Virginia Bioinformatics Institute faculty members and graduate research assistants will travel to the nation’s capital to host a dynamic exhibit designed to showcase the institute’s cutting-edge research. The institute’s Network Dynamics and Simulation Science Laboratory will provide an interactive activity demonstrating how a virus is tracked as it spreads through a population. Visitors to the booth will receive several wristbands with barcodes – one to keep and others to distribute. Each person receiving a wristband will be instructed to return to the exhibit, where the barcode will be scanned to reveal the original owner of the wristband and the amount of time it has been traveling through the crowd at the Expo.

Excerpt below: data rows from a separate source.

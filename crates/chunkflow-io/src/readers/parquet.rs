//! Row-group-at-a-time parquet scans with column projection.
//!
//! Metadata is read once. Each row group is then decoded on demand, and only
//! the projected column chunks are fetched from the underlying reader.

use std::fs::File;
use std::io::{BufReader, Read, Seek, SeekFrom};
use std::sync::Arc;

use bytes::Bytes;
use parquet::arrow::arrow_reader::{
    ArrowReaderMetadata, ArrowReaderOptions, ParquetRecordBatchReader,
    ParquetRecordBatchReaderBuilder,
};
use parquet::arrow::ProjectionMask;
use parquet::errors::ParquetError;
use parquet::file::reader::{ChunkReader, Length};

use chunkflow_core::arrow::{logical_schema, record_batch_to_rows};
use chunkflow_core::error::{Error, Result};
use chunkflow_core::schema::Schema;
use chunkflow_core::types::RowBatch;

use super::io_err;

/// A file handle that can be shared between row-group readers.
#[derive(Debug, Clone)]
pub struct SharedFile(Arc<File>);

impl SharedFile {
    pub fn new(file: File) -> Self {
        Self(Arc::new(file))
    }
}

impl Length for SharedFile {
    fn len(&self) -> u64 {
        self.0.metadata().map(|m| m.len()).unwrap_or(0)
    }
}

impl ChunkReader for SharedFile {
    type T = BufReader<File>;

    fn get_read(&self, start: u64) -> parquet::errors::Result<Self::T> {
        let mut f = self.0.try_clone()?;
        f.seek(SeekFrom::Start(start))?;
        Ok(BufReader::new(f))
    }

    fn get_bytes(&self, start: u64, length: usize) -> parquet::errors::Result<Bytes> {
        let mut buffer = Vec::with_capacity(length);
        self.get_read(start)?
            .take(length as u64)
            .read_to_end(&mut buffer)?;
        if buffer.len() != length {
            return Err(ParquetError::EOF(format!(
                "expected {length} bytes at offset {start}, got {}",
                buffer.len()
            )));
        }
        Ok(buffer.into())
    }
}

/// Read and decode the footer. A footer that cannot be decoded means the
/// input is not parquet we understand (`FormatUnsupported`); failures of
/// the underlying reader stay I/O errors.
fn load_metadata<R: ChunkReader>(input: &R) -> Result<ArrowReaderMetadata> {
    ArrowReaderMetadata::load(input, ArrowReaderOptions::new()).map_err(|e| match e {
        ParquetError::External(_) => io_err(e),
        other => Error::FormatUnsupported(format!("unreadable parquet footer: {other}")),
    })
}

/// Logical schema of a parquet input, from its footer only.
pub fn parquet_schema<R: ChunkReader>(input: &R) -> Result<Schema> {
    Ok(logical_schema(load_metadata(input)?.schema()))
}

pub struct ParquetRowGroupReader<R: ChunkReader + Clone + 'static> {
    input: R,
    metadata: ArrowReaderMetadata,
    mask: ProjectionMask,
    /// Requested output order, when projecting.
    columns: Option<Vec<String>>,
    batch_size: usize,
    next_row_group: usize,
    current: Option<ParquetRecordBatchReader>,
}

impl<R: ChunkReader + Clone + 'static> ParquetRowGroupReader<R> {
    /// Read the footer and validate the projection. Missing columns are
    /// `NotFound` before any row group is touched.
    pub fn new(input: R, columns: Option<&[String]>, batch_size: usize) -> Result<Self> {
        let metadata = load_metadata(&input)?;

        let (mask, columns) = match columns {
            Some(cols) if !cols.is_empty() => {
                let arrow_schema = metadata.schema();
                let mut indices = Vec::with_capacity(cols.len());
                for c in cols {
                    let idx = arrow_schema
                        .index_of(c)
                        .map_err(|_| Error::NotFound(format!("column '{c}'")))?;
                    indices.push(idx);
                }
                let descr = metadata.metadata().file_metadata().schema_descr();
                (ProjectionMask::roots(descr, indices), Some(cols.to_vec()))
            }
            _ => (ProjectionMask::all(), None),
        };

        Ok(Self {
            input,
            metadata,
            mask,
            columns,
            batch_size: batch_size.max(1),
            next_row_group: 0,
            current: None,
        })
    }

    pub fn schema(&self) -> Schema {
        logical_schema(self.metadata.schema())
    }

    pub fn num_row_groups(&self) -> usize {
        self.metadata.metadata().num_row_groups()
    }

    fn open_next_row_group(&mut self) -> Result<bool> {
        if self.next_row_group >= self.num_row_groups() {
            return Ok(false);
        }
        let rg = self.next_row_group;
        self.next_row_group += 1;
        let reader =
            ParquetRecordBatchReaderBuilder::new_with_metadata(self.input.clone(), self.metadata.clone())
                .with_row_groups(vec![rg])
                .with_projection(self.mask.clone())
                .with_batch_size(self.batch_size)
                .build()
                .map_err(io_err)?;
        self.current = Some(reader);
        Ok(true)
    }
}

impl<R: ChunkReader + Clone + 'static> Iterator for ParquetRowGroupReader<R> {
    type Item = Result<RowBatch>;

    fn next(&mut self) -> Option<Self::Item> {
        loop {
            if let Some(reader) = self.current.as_mut() {
                match reader.next() {
                    Some(Ok(rb)) => {
                        let rows = record_batch_to_rows(&rb).and_then(|b| match &self.columns {
                            Some(cols) => b.project(cols),
                            None => Ok(b),
                        });
                        return Some(rows);
                    }
                    Some(Err(e)) => {
                        self.current = None;
                        self.next_row_group = usize::MAX;
                        return Some(Err(io_err(e)));
                    }
                    None => self.current = None,
                }
            }
            match self.open_next_row_group() {
                Ok(true) => continue,
                Ok(false) => return None,
                Err(e) => {
                    self.next_row_group = usize::MAX;
                    return Some(Err(e));
                }
            }
        }
    }
}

“The purpose of the activity is to show how casual contact – represented by presenting another person with a wristband – can lead to the spread of infectious disease, since each person with an wristband will signify an infected person,” explains Stephen Eubank, deputy director of the institute’s Network Dynamics and Simulation Science Laboratory. “This demonstrates an integral part of our research to determine how infectious diseases travel through large populations – the effects of social contacts. This information helps us develop computer simulations to estimate how a particular disease might spread and how different intervention strategies could help control proliferation.”

When those participating in the activity return to the expo exhibit, they will have an opportunity to talk to Eubank and other Network Dynamics and Simulation Science Laboratory researchers about their efforts to predict the response of populations to a disease outbreak and view actual simulations developed by the group demonstrating how a disease would spread through cities like Chicago, Ill.

The work of Virginia Bioinformatics Institute Professor Andy Pereira involving environmental sustainability will also be featured at the exhibit. His research group will show those in attendance how genetic variation in nature in the form of mutants is being employed to select useful plants that are drought stress resistant or that produce biofuels efficiently. These plant prototypes provide needed solutions to environmental problems such as increasing water scarcity and global warming. Pereira will be on hand to answer questions about his research, which focuses on using a combined bioinformatic and systems biology approach to pinpoint genes that may be modified in some way to improve crop adaptability.

According to Kristy Collins, a senior research associate in the Virginia Bioinformatics Institute's education and outreach group who is leading the institute’s participation in the festival, “Our goal is to bring some of our best science from the Virginia Tech campus to Washington, D.C. We want to provide children with the opportunity to interact with several of our researchers who are making important discoveries that may one day impact their lives.”

Expo attendees can continue learning about the institute by visiting a website designed specifically for those that visited exhibit. The site will feature information about the institute’s research projects, including the Network Dynamics and Simulation Science Laboratory’s work to track viruses, as well provide visitors the opportunity to enter a contest to win prizes, such as plush toy microbes.

The USA Science & Engineering Festival, which will be the country’s first national science festival aims to reignite the interest of our nation’s youth in the sciences. This is major opportunity for the Virginia Bioinformatics Institute’s education and outreach group, which engages over 5,000 students of all ages in its activities annually.